FIGURE 1.1 A yeast cell (Gaillardin and Heslot, 1987).
1.2 The Cell Wall
1.2.1 The General Role of the Cell Wall
The works of various authors (Fleet, 1991; Klis, 1994; Stratford, 1994; Klis et al., 2002) have greatly expanded our knowledge of the yeast cell wall, which represents 15–25% of the dry weight of the cell. The yeast cell wall essentially consists of polysaccharides. It is a rigid envelope, yet endowed with a certain elasticity.
Its first function is to protect the cell. Without its wall, the cell would burst under the internal osmotic pressure, which is determined by the composition of the cell's environment. Protoplasts placed in pure water are immediately lysed in this manner. Cell wall elasticity can be demonstrated by placing whole yeasts, sampled during their log growth phase, in a hypertonic (NaCl) solution. Their cell volume decreases by approximately 50%. The cell wall appears thicker, while the cytoplasmic membrane practically does not detach from it at all. The cells regain their initial form after being placed back into an isotonic medium.
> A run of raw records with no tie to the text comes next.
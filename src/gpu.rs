//! wgpu implementation of [`RenderBackend`].
//!
//! Two pipelines share one uniform buffer: instanced point sprites and a line
//! list. Mesh instances are expanded to their edge lists on upload and drawn
//! through the line pipeline. Vertex buffers grow to the next power of two
//! when an upload outgrows them.

use std::borrow::Cow;
use std::sync::Arc;

use glam::{Mat4, Vec3, Vec4};
use log::debug;
use wgpu::util::DeviceExt;
use winit::window::Window;

use crate::ambient::MeshKind;
use crate::backend::{CameraUniform, LinkVertex, MeshInstanceGpu, PointVertex, RenderBackend, Viewport};
use crate::camera::Camera;
use crate::error::{BackendError, EngineError};
use crate::shaders;

const CLEAR_COLOR: wgpu::Color = wgpu::Color { r: 0.02, g: 0.02, b: 0.05, a: 1.0 };

/// A vertex buffer that grows on demand.
struct DynamicBuffer {
    label: &'static str,
    buffer: wgpu::Buffer,
    capacity: u64,
    count: u32,
}

impl DynamicBuffer {
    fn new(device: &wgpu::Device, label: &'static str, capacity: u64) -> Self {
        let buffer = device.create_buffer(&wgpu::BufferDescriptor {
            label: Some(label),
            size: capacity,
            usage: wgpu::BufferUsages::VERTEX | wgpu::BufferUsages::COPY_DST,
            mapped_at_creation: false,
        });
        Self { label, buffer, capacity, count: 0 }
    }

    fn write<T: bytemuck::Pod>(&mut self, device: &wgpu::Device, queue: &wgpu::Queue, items: &[T]) {
        let bytes: &[u8] = bytemuck::cast_slice(items);
        let needed = bytes.len() as u64;
        if needed > self.capacity {
            let capacity = needed.next_power_of_two();
            debug!("growing {} to {} bytes", self.label, capacity);
            self.buffer = device.create_buffer_init(&wgpu::util::BufferInitDescriptor {
                label: Some(self.label),
                contents: &{
                    let mut padded = bytes.to_vec();
                    padded.resize(capacity as usize, 0);
                    padded
                },
                usage: wgpu::BufferUsages::VERTEX | wgpu::BufferUsages::COPY_DST,
            });
            self.capacity = capacity;
        } else if !bytes.is_empty() {
            queue.write_buffer(&self.buffer, 0, bytes);
        }
        self.count = items.len() as u32;
    }
}

/// Window-backed renderer.
pub struct GpuBackend {
    surface: wgpu::Surface<'static>,
    device: wgpu::Device,
    queue: wgpu::Queue,
    config: wgpu::SurfaceConfiguration,
    point_pipeline: wgpu::RenderPipeline,
    line_pipeline: wgpu::RenderPipeline,
    uniform_buffer: wgpu::Buffer,
    uniform_bind_group: wgpu::BindGroup,
    points: DynamicBuffer,
    lines: DynamicBuffer,
    link_vertices: Vec<LinkVertex>,
    mesh_vertices: Vec<LinkVertex>,
    edges: Vec<Vec<[Vec3; 2]>>,
}

impl GpuBackend {
    /// Set up a surface on `window`.
    ///
    /// Fails with [`EngineError::RenderBackendUnavailable`] if no adapter,
    /// device or surface can be created.
    pub async fn new(window: Arc<Window>) -> Result<Self, EngineError> {
        let size = window.inner_size();

        let instance = wgpu::Instance::new(&wgpu::InstanceDescriptor {
            backends: wgpu::Backends::PRIMARY,
            ..Default::default()
        });

        let surface = instance.create_surface(window).map_err(|e| unavailable("surface", e))?;

        let adapter = instance
            .request_adapter(&wgpu::RequestAdapterOptions {
                power_preference: wgpu::PowerPreference::HighPerformance,
                compatible_surface: Some(&surface),
                force_fallback_adapter: false,
            })
            .await
            .ok_or_else(|| EngineError::RenderBackendUnavailable("no compatible adapter".into()))?;

        let (device, queue) = adapter
            .request_device(
                &wgpu::DeviceDescriptor {
                    label: Some("Device"),
                    required_features: wgpu::Features::empty(),
                    required_limits: wgpu::Limits::default(),
                    memory_hints: Default::default(),
                },
                None,
            )
            .await
            .map_err(|e| unavailable("device", e))?;

        let surface_caps = surface.get_capabilities(&adapter);
        let surface_format = surface_caps
            .formats
            .iter()
            .find(|f| f.is_srgb())
            .or_else(|| surface_caps.formats.first())
            .copied()
            .ok_or_else(|| EngineError::RenderBackendUnavailable("surface reports no formats".into()))?;
        let alpha_mode = surface_caps.alpha_modes.first().copied().unwrap_or(wgpu::CompositeAlphaMode::Auto);

        let config = wgpu::SurfaceConfiguration {
            usage: wgpu::TextureUsages::RENDER_ATTACHMENT,
            format: surface_format,
            width: size.width.max(1),
            height: size.height.max(1),
            present_mode: wgpu::PresentMode::AutoVsync,
            alpha_mode,
            view_formats: vec![],
            desired_maximum_frame_latency: 2,
        };
        surface.configure(&device, &config);

        let uniform_buffer = device.create_buffer_init(&wgpu::util::BufferInitDescriptor {
            label: Some("Camera Uniform Buffer"),
            contents: bytemuck::bytes_of(&CameraUniform::new(&Camera::default(), Mat4::IDENTITY)),
            usage: wgpu::BufferUsages::UNIFORM | wgpu::BufferUsages::COPY_DST,
        });

        let uniform_bind_group_layout = device.create_bind_group_layout(&wgpu::BindGroupLayoutDescriptor {
            label: Some("Camera Bind Group Layout"),
            entries: &[wgpu::BindGroupLayoutEntry {
                binding: 0,
                visibility: wgpu::ShaderStages::VERTEX,
                ty: wgpu::BindingType::Buffer {
                    ty: wgpu::BufferBindingType::Uniform,
                    has_dynamic_offset: false,
                    min_binding_size: None,
                },
                count: None,
            }],
        });

        let uniform_bind_group = device.create_bind_group(&wgpu::BindGroupDescriptor {
            label: Some("Camera Bind Group"),
            layout: &uniform_bind_group_layout,
            entries: &[wgpu::BindGroupEntry {
                binding: 0,
                resource: uniform_buffer.as_entire_binding(),
            }],
        });

        let layout = device.create_pipeline_layout(&wgpu::PipelineLayoutDescriptor {
            label: Some("Render Pipeline Layout"),
            bind_group_layouts: &[&uniform_bind_group_layout],
            push_constant_ranges: &[],
        });

        let point_attributes = wgpu::vertex_attr_array![0 => Float32x3, 1 => Float32, 2 => Float32x4];
        let point_pipeline = create_pipeline(
            &device,
            &layout,
            "Point",
            &shaders::point_shader(),
            wgpu::VertexBufferLayout {
                array_stride: std::mem::size_of::<PointVertex>() as wgpu::BufferAddress,
                step_mode: wgpu::VertexStepMode::Instance,
                attributes: &point_attributes,
            },
            wgpu::PrimitiveTopology::TriangleList,
            surface_format,
        );

        let line_attributes = wgpu::vertex_attr_array![0 => Float32x3, 1 => Float32x4];
        let line_pipeline = create_pipeline(
            &device,
            &layout,
            "Line",
            &shaders::line_shader(),
            wgpu::VertexBufferLayout {
                array_stride: std::mem::size_of::<LinkVertex>() as wgpu::BufferAddress,
                step_mode: wgpu::VertexStepMode::Vertex,
                attributes: &[line_attributes[0], wgpu::VertexAttribute { offset: 16, ..line_attributes[1] }],
            },
            wgpu::PrimitiveTopology::LineList,
            surface_format,
        );

        let points = DynamicBuffer::new(&device, "Point Buffer", 4096 * std::mem::size_of::<PointVertex>() as u64);
        let lines = DynamicBuffer::new(&device, "Line Buffer", 8192 * std::mem::size_of::<LinkVertex>() as u64);

        Ok(Self {
            surface,
            device,
            queue,
            config,
            point_pipeline,
            line_pipeline,
            uniform_buffer,
            uniform_bind_group,
            points,
            lines,
            link_vertices: Vec::new(),
            mesh_vertices: Vec::new(),
            edges: MeshKind::ALL.iter().map(|k| k.edges()).collect(),
        })
    }

    /// Reconfigure the surface. Zero sizes are ignored.
    pub fn resize(&mut self, width: u32, height: u32) {
        if width > 0 && height > 0 {
            self.config.width = width;
            self.config.height = height;
            self.surface.configure(&self.device, &self.config);
        }
    }
}

impl RenderBackend for GpuBackend {
    fn viewport(&self) -> Option<Viewport> {
        Some(Viewport::new(self.config.width, self.config.height))
    }

    fn upload_points(&mut self, points: &[PointVertex]) {
        self.points.write(&self.device, &self.queue, points);
    }

    fn upload_links(&mut self, links: &[LinkVertex]) {
        self.link_vertices.clear();
        self.link_vertices.extend_from_slice(links);
    }

    fn upload_meshes(&mut self, meshes: &[MeshInstanceGpu]) {
        self.mesh_vertices.clear();
        for mesh in meshes {
            let model = Mat4::from_cols_array_2d(&mesh.model);
            let color = Vec4::from_array(mesh.color);
            let Some(edges) = self.edges.get(mesh.kind as usize) else {
                continue;
            };
            for [a, b] in edges {
                for p in [a, b] {
                    self.mesh_vertices.push(LinkVertex::new(model.transform_point3(*p), color.truncate(), color.w));
                }
            }
        }
    }

    fn draw(&mut self, camera: &Camera, model: Mat4) -> Result<(), BackendError> {
        let mut all_lines = std::mem::take(&mut self.link_vertices);
        all_lines.extend_from_slice(&self.mesh_vertices);
        self.lines.write(&self.device, &self.queue, &all_lines);
        all_lines.clear();
        self.link_vertices = all_lines;

        self.queue
            .write_buffer(&self.uniform_buffer, 0, bytemuck::bytes_of(&CameraUniform::new(camera, model)));

        let output = match self.surface.get_current_texture() {
            Ok(output) => output,
            Err(e @ (wgpu::SurfaceError::Lost | wgpu::SurfaceError::Outdated)) => {
                self.surface.configure(&self.device, &self.config);
                return Err(BackendError(format!("surface reconfigured: {e}")));
            }
            Err(e) => return Err(BackendError(e.to_string())),
        };
        let view = output.texture.create_view(&wgpu::TextureViewDescriptor::default());

        let mut encoder = self.device.create_command_encoder(&wgpu::CommandEncoderDescriptor {
            label: Some("Render Encoder"),
        });
        {
            let mut render_pass = encoder.begin_render_pass(&wgpu::RenderPassDescriptor {
                label: Some("Render Pass"),
                color_attachments: &[Some(wgpu::RenderPassColorAttachment {
                    view: &view,
                    resolve_target: None,
                    ops: wgpu::Operations {
                        load: wgpu::LoadOp::Clear(CLEAR_COLOR),
                        store: wgpu::StoreOp::Store,
                    },
                })],
                depth_stencil_attachment: None,
                timestamp_writes: None,
                occlusion_query_set: None,
            });

            render_pass.set_bind_group(0, &self.uniform_bind_group, &[]);
            if self.lines.count > 0 {
                render_pass.set_pipeline(&self.line_pipeline);
                render_pass.set_vertex_buffer(0, self.lines.buffer.slice(..));
                render_pass.draw(0..self.lines.count, 0..1);
            }
            if self.points.count > 0 {
                render_pass.set_pipeline(&self.point_pipeline);
                render_pass.set_vertex_buffer(0, self.points.buffer.slice(..));
                render_pass.draw(0..6, 0..self.points.count);
            }
        }

        self.queue.submit(std::iter::once(encoder.finish()));
        output.present();
        Ok(())
    }
}

fn unavailable(what: &str, err: impl std::fmt::Display) -> EngineError {
    EngineError::RenderBackendUnavailable(format!("{what}: {err}"))
}

fn create_pipeline(
    device: &wgpu::Device,
    layout: &wgpu::PipelineLayout,
    label: &str,
    source: &str,
    buffer: wgpu::VertexBufferLayout<'_>,
    topology: wgpu::PrimitiveTopology,
    format: wgpu::TextureFormat,
) -> wgpu::RenderPipeline {
    let module = device.create_shader_module(wgpu::ShaderModuleDescriptor {
        label: Some(label),
        source: wgpu::ShaderSource::Wgsl(Cow::Borrowed(source)),
    });

    device.create_render_pipeline(&wgpu::RenderPipelineDescriptor {
        label: Some(label),
        layout: Some(layout),
        vertex: wgpu::VertexState {
            module: &module,
            entry_point: Some("vs_main"),
            buffers: &[buffer],
            compilation_options: Default::default(),
        },
        fragment: Some(wgpu::FragmentState {
            module: &module,
            entry_point: Some("fs_main"),
            targets: &[Some(wgpu::ColorTargetState {
                format,
                blend: Some(wgpu::BlendState::ALPHA_BLENDING),
                write_mask: wgpu::ColorWrites::ALL,
            })],
            compilation_options: Default::default(),
        }),
        primitive: wgpu::PrimitiveState {
            topology,
            strip_index_format: None,
            front_face: wgpu::FrontFace::Ccw,
            cull_mode: None,
            polygon_mode: wgpu::PolygonMode::Fill,
            unclipped_depth: false,
            conservative: false,
        },
        depth_stencil: None,
        multisample: wgpu::MultisampleState::default(),
        multiview: None,
        cache: None,
    })
}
Yet the cell wall cannot be considered an inert, semirigid “armor.” On the contrary, it is a dynamic and multifunctional organelle. Its composition and functions evolve during the life of the cell, in response to environmental factors. In addition to its protective role, the cell wall gives the cell its particular shape through its macromolecular organization. It is also the site of molecules that determine certain cellular interactions such as sexual union, flocculation, and the killer factor, which will be examined in detail in Section 1.7. Lastly, a number of enzymes, generally hydrolases, are connected to the cell wall or situated in the periplasmic space. Their substrates are nutritive substances of the environment and the macromolecules of the cell wall itself, which are constantly reshaped during cell morphogenesis.
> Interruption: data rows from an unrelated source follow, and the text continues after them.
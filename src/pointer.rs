//! Pointer and touch input.
//!
//! The engine only needs a container-relative position, a pressed flag and
//! the press edges. Mouse and single-touch input map onto the same
//! [`PointerEvent`]s; event handlers only write this small state and the next
//! tick consumes it.
//!
//! ```ignore
//! engine.on_pointer(PointerEvent::Move { position: Vec2::new(120.0, 80.0) });
//! engine.on_pointer(PointerEvent::Down { position: Vec2::new(120.0, 80.0), kind: PointerKind::Mouse });
//! ```

use glam::Vec2;

/// Device behind a press.
#[derive(Debug, Clone, Copy, PartialEq, Eq, Hash)]
pub enum PointerKind {
    Mouse,
    Touch,
}

/// Container-relative pointer event.
#[derive(Debug, Clone, Copy, PartialEq)]
pub enum PointerEvent {
    Move { position: Vec2 },
    Down { position: Vec2, kind: PointerKind },
    Up,
    /// Pointer left the container; also releases any press.
    Leave,
}

/// Pointer state between ticks.
#[derive(Debug, Clone, Default)]
pub struct Pointer {
    position: Option<Vec2>,
    pressed: bool,
    /// Press edges since the last frame, oldest first.
    presses: Vec<(Vec2, PointerKind)>,
    /// Movement accumulated while pressed since the last frame.
    drag: Vec2,
    active_touch: Option<u64>,
}

impl Pointer {
    pub fn new() -> Self {
        Self::default()
    }

    pub fn handle(&mut self, event: PointerEvent) {
        match event {
            PointerEvent::Move { position } => {
                if self.pressed {
                    if let Some(last) = self.position {
                        self.drag += position - last;
                    }
                }
                self.position = Some(position);
            }
            PointerEvent::Down { position, kind } => {
                self.position = Some(position);
                self.pressed = true;
                self.presses.push((position, kind));
            }
            PointerEvent::Up => {
                self.pressed = false;
                self.active_touch = None;
            }
            PointerEvent::Leave => {
                self.position = None;
                self.pressed = false;
                self.active_touch = None;
            }
        }
    }

    // ========== Queries ==========

    /// Position in container pixels, `None` when the pointer is outside.
    #[inline]
    pub fn position(&self) -> Option<Vec2> {
        self.position
    }

    #[inline]
    pub fn is_pressed(&self) -> bool {
        self.pressed
    }

    /// Press edges since the last call.
    pub fn take_presses(&mut self) -> Vec<(Vec2, PointerKind)> {
        std::mem::take(&mut self.presses)
    }

    /// Drag movement since the last call.
    pub fn take_drag(&mut self) -> Vec2 {
        std::mem::take(&mut self.drag)
    }

    /// Forget press edges and drag that no frame has consumed yet.
    pub fn discard_pending(&mut self) {
        self.presses.clear();
        self.drag = Vec2::ZERO;
    }
}

#[cfg(feature = "viewer")]
mod winit_events {
    use super::*;
    use winit::event::{ElementState, MouseButton, TouchPhase, WindowEvent};

    impl Pointer {
        /// Translate a winit window event. Returns `true` if it was a pointer event.
        pub fn handle_window_event(&mut self, event: &WindowEvent) -> bool {
            match event {
                WindowEvent::CursorMoved { position, .. } => {
                    let position = Vec2::new(position.x as f32, position.y as f32);
                    self.handle(PointerEvent::Move { position });
                }
                WindowEvent::MouseInput { state, button: MouseButton::Left, .. } => match state {
                    ElementState::Pressed => {
                        let position = self.position.unwrap_or(Vec2::ZERO);
                        self.handle(PointerEvent::Down { position, kind: PointerKind::Mouse });
                    }
                    ElementState::Released => self.handle(PointerEvent::Up),
                },
                WindowEvent::CursorLeft { .. } => self.handle(PointerEvent::Leave),
                WindowEvent::Touch(touch) => {
                    // single touch only: the first finger down owns the pointer
                    if self.active_touch.is_some_and(|id| id != touch.id) {
                        return true;
                    }
                    let position = Vec2::new(touch.location.x as f32, touch.location.y as f32);
                    match touch.phase {
                        TouchPhase::Started => {
                            self.active_touch = Some(touch.id);
                            self.handle(PointerEvent::Down { position, kind: PointerKind::Touch });
                        }
                        TouchPhase::Moved => self.handle(PointerEvent::Move { position }),
                        TouchPhase::Ended | TouchPhase::Cancelled => self.handle(PointerEvent::Up),
                    }
                }
                _ => return false,
            }
            true
        }
    }
}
1.2.2 The Chemical Structure and Function of the Cell Wall Constituents
The yeast cell wall is made up of two principal constituents: β‐glucans and mannoproteins. Chitin represents a small part of its composition. The most detailed work on the yeast cell wall has been carried out on Saccharomyces cerevisiae—the principal yeast responsible for the alcoholic fermentation of grape must.
Glucan represents about 60% of the dry weight of the cell wall of S. cerevisiae. It can be chemically fractionated into three categories:
1 A β‐1,3‐glucan that is insoluble in water, acetic acid, and alkalis. It has very few branches. The branch points involve β‐1,6 linkages. Its degree of polymerization is 1,500. Under an electron microscope, this glucan appears fibrous. It ensures the shape and the rigidity of the cell wall. It is always associated with chitin.
2 A β‐1,3‐glucan, with about 1,500 glucose units, that is insoluble in water but soluble in alkalis. It has very few branches, like the preceding glucan. In addition to these few branches, it has a small number of β‐1,6 glycosidic linkages. It has an amorphous appearance under the electron microscope. It gives the cell wall its elasticity and acts as an anchor for mannoproteins. It can also constitute an extraprotoplasmic reserve substance.